First, with a StreamReader when you call ReadLine you will only receive a null result when you reach the end of the file. You also don't care about whitespace at the start and end of your lines, and presumably don't care about lines that are entirely whitespace either. So you can use that to test for end of file and empty lines this way:

string line;
while ((line = file.ReadLine()) != null)
{
    line = line.Trim();
    if (line == "")
        continue;
}

Next you have some tests for start/end characters that is still going to cause problems in some situations. Specifically, reading the second character in a line that has only one character is going to cause an exception.

Instead of using indexing on a string of untested length you can use the StartsWith and EndsWith methods to do your tests:

bool isComment = line.StartsWith("//");
bool isPoint = line.StartsWith("(") && line.EndsWith(")");

Finally, in your code that parses the point value you assume that any line that starts with ( and ends with ) will have at least 2 commas in it, and that the text will correctly parse.

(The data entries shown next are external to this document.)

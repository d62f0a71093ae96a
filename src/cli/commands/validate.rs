//! Validate config command implementation

use crate::adapters::postgis::client::redact_dsn;
use crate::cli::{EXIT_CONFIG, EXIT_OK};
use crate::config::load_config;
use clap::Args;
use secrecy::ExposeSecret;

/// Arguments for the validate-config command
#[derive(Args, Debug)]
pub struct ValidateArgs {}

impl ValidateArgs {
    /// Execute the validate-config command
    ///
    /// Loading already validates; a config that loads is valid.
    pub async fn execute(&self, config_path: &str) -> anyhow::Result<i32> {
        tracing::info!(config_path = %config_path, "Validating configuration");

        let config = match load_config(config_path) {
            Ok(c) => c,
            Err(e) => {
                println!("Configuration is invalid: {config_path}");
                println!("  {e}");
                return Ok(EXIT_CONFIG);
            }
        };

        println!("Configuration is valid: {config_path}");
        println!();
        println!("  Log level:        {}", config.application.log_level);
        println!("  Dry run:          {}", config.application.dry_run);
        println!("  Endpoint:         {}", config.api.endpoint);
        println!("  Product area:     {}", config.api.product_area);
        println!("  Page size:        {}", config.api.page_size);
        println!(
            "  Database:         {}",
            redact_dsn(config.database.connection_string.expose_secret().as_ref())
        );
        println!(
            "  Layers:           {s}.{p}, {s}.{l}, {s}.{g}",
            s = config.database.schema,
            p = config.database.layer_point,
            l = config.database.layer_line,
            g = config.database.layer_polygon
        );
        println!("  Lookback:         {}h", config.sync.lookback_hours);
        println!(
            "  Enrichment:       {} concurrent, {} attempts",
            config.sync.enrichment_concurrency, config.api.retry.max_attempts
        );

        Ok(EXIT_OK)
    }
}
//! Sync orchestration

pub mod coordinator;
pub mod partition;
pub mod summary;

pub use coordinator::SyncCoordinator;
pub use partition::{Buckets, PartitionStats, Partitioner};
pub use summary::{InsertCounts, SyncSummary};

This is a bad assumption.

The better way to handle all of this is to detect and deal with each case as you go, with the parse functionality broken out to a method you can reuse

Here's my version:

public class Program
{
    public static void Main()
    {
        List<Vector3> results = new List<Vector3>();
        using (var file = System.IO.File.OpenText(@"C:\temp\test.txt"))
        {
            string line;
            while ((line = file.ReadLine()?.Trim()) != null)
            {
                // skip empty lines and comments
                if (line == string.Empty || line.StartsWith("//"))
                    continue;
                // parse all other lines as vectors, exit program on error
                try
                {
                    Vector3 vector = ParseVector(line);
                    results.Add(vector);
                }
                catch (FormatException e)
                {
                    Console.WriteLine("Parse error on line: {0}", line);
                    throw;
                }
            }
        }

        foreach (var v in results)
            Console.WriteLine("({0},{1},{2})", v.X, v.Y, v.Z);
    }

    // parse string in format '(x,y,z)', all as floats
    // throws FormatException on any error
    public static Vector3 ParseVector(string text)
    {
        if (!text.StartsWith("(") || !text.EndsWith(")"))
            throw new FormatException();
        string[] parts = text.Substring(1, text.Length - 1).Split(',');
        if (parts.Length != 3)
            throw new FormatException();
        float x = float.Parse(parts[0]);
        float y = float.Parse(parts[1]);
        float z = float.Parse(parts[2]);
        return new Vector3(x, y, z);
    }
}

If you prefer not to use exceptions you could return null or use the pattern used by the TryParse methods, returning a boolean success/failure indicator and using an out parameter to write the results to. I prefer exceptions in this case.